En la práctica, según la versión de la Cámara empresaria, la situación reviste una gravedad particular en el Puerto de Bahía Blanca, porque, en dicho complejo portuario, “delegados gremiales comunicaron a las empresas terminales la decisión de negarse a realizar horas extraordinarias y de impedir el reemplazo o derivación de personal entre sectores”.
“Aunque la realización de horas extra es opcional por ley, en la operativa agroexportadora constituye una práctica habitual, continua e indispensable (enmarcada en el régimen 24×365 según el art. 24 del CCT 639/2011) que garantiza la fluidez del comercio exterior y refuerza de manera significativa el salario del trabajador.
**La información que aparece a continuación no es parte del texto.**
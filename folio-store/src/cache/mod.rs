//! # Typed Result Cache
//!
//! This module implements the caching layer that spares the retrieval
//! pipeline from recomputing expensive results (embeddings, similarity
//! searches, rendered previews).
//!
//! ## Features
//!
//! - **Typed partitions**: entries carry an open cache-type tag with
//!   independent hit/miss statistics per type
//! - **Single memory budget**: one ceiling shared across all types,
//!   enforced by eviction rather than admission control
//! - **LRU Eviction**: globally least-recently-used entries go first,
//!   ties broken by earliest creation
//! - **Optional TTL**: expiry is off by default and can be enabled with
//!   jitter to avoid synchronized expiration
//!
//! ## Example
//!
//! ```rust
//! use folio_store::cache::{CacheConfig, ResultCache};
//!
//! # async fn example() -> anyhow::Result<()> {
//! let config = CacheConfig::builder()
//!     .max_memory_bytes(64 * 1024 * 1024) // 64 MB
//!     .build();
//!
//! let cache = ResultCache::new(config);
//!
//! cache.put("embedding", "doc-1", "[0.1, 0.2]".to_string(), 50).await?;
//!
//! if let Some(value) = cache.get("embedding", "doc-1").await? {
//!     println!("Cache hit: {}", value);
//! }
//!
//! let stats = cache.stats().await;
//! println!("hit rate: {:.2}", stats.hit_rate);
//! # Ok(())
//! # }
//! ```

pub mod config;
pub mod engine;
pub mod entry;
pub mod integration;
pub mod types;

pub use config::{CacheConfig, CacheConfigBuilder};
pub use engine::ResultCache;
pub use entry::CacheEntry;
pub use integration::{
    CachedEmbedding, CachedPreview, CachedRetrieval, CacheKeyBuilder, CacheKind, PipelineCache,
};
pub use types::{CacheKey, CacheStats, CacheTypeStats, CacheValue};
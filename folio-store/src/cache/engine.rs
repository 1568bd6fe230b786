//! Cache engine with global LRU eviction and memory accounting
//!
//! Entries are partitioned by an open cache-type tag (embeddings,
//! retrieval results, previews, ...) but compete for one shared memory
//! budget, so a hot type reclaims space from a cold one instead of each
//! type starving behind its own quota. Eviction order is maintained in a
//! recency index beside the entry map, keeping eviction O(log n) rather
//! than a full scan.

use crate::cache::{
    config::CacheConfig,
    entry::CacheEntry,
    types::{CacheStats, CacheTypeStats, CacheValue},
};
use crate::error::{Result, StoreError};
use chrono::{DateTime, Utc};
use std::collections::{BTreeSet, HashMap};
use std::sync::atomic::{AtomicU64, Ordering};
use std::sync::Arc;
use tokio::sync::RwLock;
use tracing::{debug, info};

/// Typed result cache with hit/miss accounting and LRU eviction
///
/// Counters and entries are owned by the instance; instantiate one per
/// deployment (or per test) rather than sharing process-wide state.
pub struct ResultCache {
    config: CacheConfig,

    /// Entry map and recency index, mutated together under one lock.
    /// Critical sections are short and never span external I/O.
    shard: Arc<RwLock<CacheShard>>,

    /// Per-type hit/miss counters. Increments are atomic so concurrent
    /// accesses never lose updates; global totals are the sums over
    /// types, which lets `clear(type)` retire exactly that type's
    /// contribution.
    counters: Arc<RwLock<HashMap<String, Arc<TypeCounters>>>>,
}

#[derive(Default)]
struct TypeCounters {
    hits: AtomicU64,
    misses: AtomicU64,
}

/// Ordering key for the recency index: least-recently-used first, ties
/// broken by earliest creation time.
#[derive(Debug, Clone, PartialEq, Eq, PartialOrd, Ord)]
struct RecencyKey {
    last_accessed_at: DateTime<Utc>,
    created_at: DateTime<Utc>,
    cache_type: String,
    key: String,
}

impl RecencyKey {
    fn of(entry: &CacheEntry) -> Self {
        Self {
            last_accessed_at: entry.last_accessed_at,
            created_at: entry.created_at,
            cache_type: entry.cache_type.clone(),
            key: entry.key.clone(),
        }
    }
}

/// Internal cache storage
struct CacheShard {
    /// Entries nested by cache type, then key
    entries: HashMap<String, HashMap<String, CacheEntry>>,

    /// Recency index mirroring `entries` exactly
    recency: BTreeSet<RecencyKey>,

    /// Sum of entry size estimates in bytes
    memory_usage: u64,
}

impl CacheShard {
    fn get(&self, cache_type: &str, key: &str) -> Option<&CacheEntry> {
        self.entries.get(cache_type)?.get(key)
    }

    fn insert_entry(&mut self, entry: CacheEntry) {
        self.memory_usage += entry.size_bytes;
        self.recency.insert(RecencyKey::of(&entry));
        self.entries
            .entry(entry.cache_type.clone())
            .or_default()
            .insert(entry.key.clone(), entry);
    }

    fn remove_entry(&mut self, cache_type: &str, key: &str) -> Option<CacheEntry> {
        let type_map = self.entries.get_mut(cache_type)?;
        let entry = type_map.remove(key)?;
        if type_map.is_empty() {
            self.entries.remove(cache_type);
        }
        self.recency.remove(&RecencyKey::of(&entry));
        self.memory_usage = self.memory_usage.saturating_sub(entry.size_bytes);
        Some(entry)
    }

    /// Record an access: refresh the recency index and return the value
    fn touch(&mut self, cache_type: &str, key: &str) -> Option<CacheValue> {
        let entry = self.entries.get_mut(cache_type)?.get_mut(key)?;
        self.recency.remove(&RecencyKey::of(entry));
        entry.mark_accessed();
        self.recency.insert(RecencyKey::of(entry));
        Some(entry.value.clone())
    }

    fn len(&self) -> usize {
        self.recency.len()
    }
}

impl ResultCache {
    /// Create a new cache with the given configuration
    pub fn new(config: CacheConfig) -> Self {
        info!("Initializing result cache with config: {:?}", config);

        Self {
            config,
            shard: Arc::new(RwLock::new(CacheShard {
                entries: HashMap::new(),
                recency: BTreeSet::new(),
                memory_usage: 0,
            })),
            counters: Arc::new(RwLock::new(HashMap::new())),
        }
    }

    /// Look up a value, recording a hit or a miss for the type.
    ///
    /// A hit refreshes the entry's recency; a TTL-expired entry is
    /// removed and counted as a miss. Fails only on an empty cache type
    /// or key.
    pub async fn get(&self, cache_type: &str, key: &str) -> Result<Option<CacheValue>> {
        validate_key(cache_type, key)?;
        let counters = self.counters_for(cache_type).await;

        let mut shard = self.shard.write().await;
        let expired = match shard.get(cache_type, key) {
            Some(entry) => entry.is_expired(),
            None => {
                counters.misses.fetch_add(1, Ordering::Relaxed);
                debug!("cache miss: {}/{}", cache_type, key);
                return Ok(None);
            }
        };

        if expired {
            debug!("cache entry expired: {}/{}", cache_type, key);
            shard.remove_entry(cache_type, key);
            counters.misses.fetch_add(1, Ordering::Relaxed);
            return Ok(None);
        }

        let value = shard.touch(cache_type, key);
        counters.hits.fetch_add(1, Ordering::Relaxed);
        debug!("cache hit: {}/{}", cache_type, key);
        Ok(value)
    }

    /// Insert or overwrite an entry (last-write-wins), then evict
    /// least-recently-used entries until usage is back under budget.
    ///
    /// Never fails for capacity: an entry larger than the whole budget
    /// is accepted and immediately becomes the eviction victim.
    pub async fn put(
        &self,
        cache_type: &str,
        key: &str,
        value: CacheValue,
        size_estimate: u64,
    ) -> Result<()> {
        self.put_with_tags(cache_type, key, value, size_estimate, Vec::new())
            .await
    }

    /// Same as [`put`](Self::put), attaching invalidation tags
    pub async fn put_with_tags(
        &self,
        cache_type: &str,
        key: &str,
        value: CacheValue,
        size_estimate: u64,
        tags: Vec<String>,
    ) -> Result<()> {
        validate_key(cache_type, key)?;

        let mut entry = CacheEntry::new(
            cache_type,
            key.to_string(),
            value,
            size_estimate,
            self.config.ttl_with_jitter(),
        );
        for tag in tags {
            entry.add_tag(tag);
        }

        let mut shard = self.shard.write().await;
        if shard.remove_entry(cache_type, key).is_some() {
            debug!("overwriting cache entry: {}/{}", cache_type, key);
        }
        shard.insert_entry(entry);
        self.evict_over_budget(&mut shard);

        Ok(())
    }

    /// Snapshot of counters and usage, recomputed from the live sets
    pub async fn stats(&self) -> CacheStats {
        let shard = self.shard.read().await;
        let counters = self.counters.read().await;

        let mut types: HashMap<String, CacheTypeStats> = HashMap::new();
        for (tag, type_map) in &shard.entries {
            let type_stats = types.entry(tag.clone()).or_default();
            type_stats.count = type_map.len();
            type_stats.memory_usage = type_map.values().map(|e| e.size_bytes).sum();
        }

        let mut hits = 0;
        let mut misses = 0;
        for (tag, c) in counters.iter() {
            let h = c.hits.load(Ordering::Relaxed);
            let m = c.misses.load(Ordering::Relaxed);
            hits += h;
            misses += m;
            let type_stats = types.entry(tag.clone()).or_default();
            type_stats.hits = h;
            type_stats.misses = m;
        }

        let (hit_rate, miss_rate) = CacheStats::rates(hits, misses);
        CacheStats {
            hits,
            misses,
            hit_rate,
            miss_rate,
            item_count: shard.len(),
            memory_usage: shard.memory_usage,
            types,
        }
    }

    /// Remove all entries of the given type (resetting that type's
    /// counters), or everything with all counters when no type is given.
    /// This is the only operation that resets hit/miss counters.
    pub async fn clear(&self, cache_type: Option<&str>) -> Result<()> {
        match cache_type {
            None => {
                let mut shard = self.shard.write().await;
                let count = shard.len();
                shard.entries.clear();
                shard.recency.clear();
                shard.memory_usage = 0;
                self.counters.write().await.clear();
                info!("Cleared {} entries from cache, counters reset", count);
            }
            Some(tag) => {
                if tag.is_empty() {
                    return Err(StoreError::InvalidKey(
                        "cache type must not be empty".to_string(),
                    ));
                }
                let mut shard = self.shard.write().await;
                if let Some(type_map) = shard.entries.remove(tag) {
                    for entry in type_map.values() {
                        shard.recency.remove(&RecencyKey::of(entry));
                        shard.memory_usage =
                            shard.memory_usage.saturating_sub(entry.size_bytes);
                    }
                    info!("Cleared {} entries of cache type {}", type_map.len(), tag);
                }
                self.counters.write().await.remove(tag);
            }
        }
        Ok(())
    }

    /// Remove a single entry without touching the counters
    pub async fn remove(&self, cache_type: &str, key: &str) -> Result<Option<CacheValue>> {
        validate_key(cache_type, key)?;
        let mut shard = self.shard.write().await;
        Ok(shard.remove_entry(cache_type, key).map(|e| e.value))
    }

    /// Remove every entry carrying the given tag, across all types
    pub async fn invalidate_by_tag(&self, tag: &str) -> Result<usize> {
        let mut shard = self.shard.write().await;

        let matching: Vec<(String, String)> = shard
            .entries
            .iter()
            .flat_map(|(cache_type, type_map)| {
                type_map
                    .values()
                    .filter(|e| e.has_tag(tag))
                    .map(|e| (cache_type.clone(), e.key.clone()))
            })
            .collect();

        for (cache_type, key) in &matching {
            shard.remove_entry(cache_type, key);
        }

        if !matching.is_empty() {
            info!("Invalidated {} entries with tag: {}", matching.len(), tag);
        }
        Ok(matching.len())
    }

    /// Remove all TTL-expired entries, returning how many were dropped
    pub async fn cleanup_expired(&self) -> Result<usize> {
        let mut shard = self.shard.write().await;

        let expired: Vec<(String, String)> = shard
            .entries
            .iter()
            .flat_map(|(cache_type, type_map)| {
                type_map
                    .values()
                    .filter(|e| e.is_expired())
                    .map(|e| (cache_type.clone(), e.key.clone()))
            })
            .collect();

        for (cache_type, key) in &expired {
            shard.remove_entry(cache_type, key);
        }

        if !expired.is_empty() {
            debug!("Cleaned up {} expired cache entries", expired.len());
        }
        Ok(expired.len())
    }

    /// Number of entries across all types
    pub async fn len(&self) -> usize {
        self.shard.read().await.len()
    }

    /// Check if the cache is empty
    pub async fn is_empty(&self) -> bool {
        self.len().await == 0
    }

    /// Check for a key without recording an access
    pub async fn contains_key(&self, cache_type: &str, key: &str) -> bool {
        self.shard.read().await.get(cache_type, key).is_some()
    }

    /// Internal: evict LRU entries until memory and entry count are
    /// within budget
    fn evict_over_budget(&self, shard: &mut CacheShard) {
        while shard.memory_usage > self.config.max_memory_bytes
            || shard.len() > self.config.max_entries
        {
            let Some(victim) = shard.recency.pop_first() else {
                break;
            };
            debug!("evicting LRU entry: {}/{}", victim.cache_type, victim.key);
            shard.remove_entry(&victim.cache_type, &victim.key);
        }
    }

    /// Internal: fetch or create the counter pair for a type
    async fn counters_for(&self, cache_type: &str) -> Arc<TypeCounters> {
        if let Some(c) = self.counters.read().await.get(cache_type) {
            return c.clone();
        }
        self.counters
            .write()
            .await
            .entry(cache_type.to_string())
            .or_default()
            .clone()
    }
}

fn validate_key(cache_type: &str, key: &str) -> Result<()> {
    if cache_type.is_empty() {
        return Err(StoreError::InvalidKey(
            "cache type must not be empty".to_string(),
        ));
    }
    if key.is_empty() {
        return Err(StoreError::InvalidKey(
            "cache key must not be empty".to_string(),
        ));
    }
    Ok(())
}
Asimismo, la negativa a cubrir vacantes o adscribir tareas momentáneas entre sectores desarticula la logística de recepción”, interpretó la CPPC.
Y añadió: “Como consecuencia directa de estas medidas encubiertas de fuerza, ya se registran más de 400 camiones varados y gravemente demorados en las inmediaciones del puerto de Bahía Blanca, generando un severo impacto en el transporte terrestre, el flujo agroindustrial y los compromisos de exportación de granos del país”.
La propuesta salarial en los puertos
Además, la CPPC insistió en que su propuesta salarial es superadora incluso de los índices oficiales de inflación.
“Respecto del conflicto salarial, la Cámara reitera que en la mesa formal de negociación previa al dictado de la conciliación obligatoria ha presentado una oferta económica superadora y por encima del Índice de Precios al Consumidor (IPC), (enero-diciembre de 2026) del 31,99%, cifra que supera la inflación anual proyectada por el Gobierno Nacional y los organismos técnicos (30,20%) y el otorgamiento de una suma extraordinaria (equivalente a $359.095 para la 3ª categoría y proporcional para las restantes), ofreciendo su cancelación acelerada en tan solo dos cuotas consecutivas a partir de agosto”, repasó la entidad.
En ese sentido, se quejó de que “a pesar del esfuerzo del sector privado por resguardar el poder adquisitivo de los trabajadores frente a la inflación, la entidad gremial ha optado por desatender la intimación oficial a prestar servicios en forma normal y habitual”.
Desde el gremio no emitieron opinión en esta oportunidad.
Hace una semana, cuando se dictó la conciliación, subrayó que “el reclamo sigue intacto”, porque “lo que perdimos en mayo, junio, julio y agosto no está saldado, y la actividad sigue en niveles récord”.
“Vamos a esta instancia con la misma firmeza de siempre. Si al cabo de los 15 días la Cámara no recompone, la medida vuelve a estar sobre la mesa”, completó Urgara.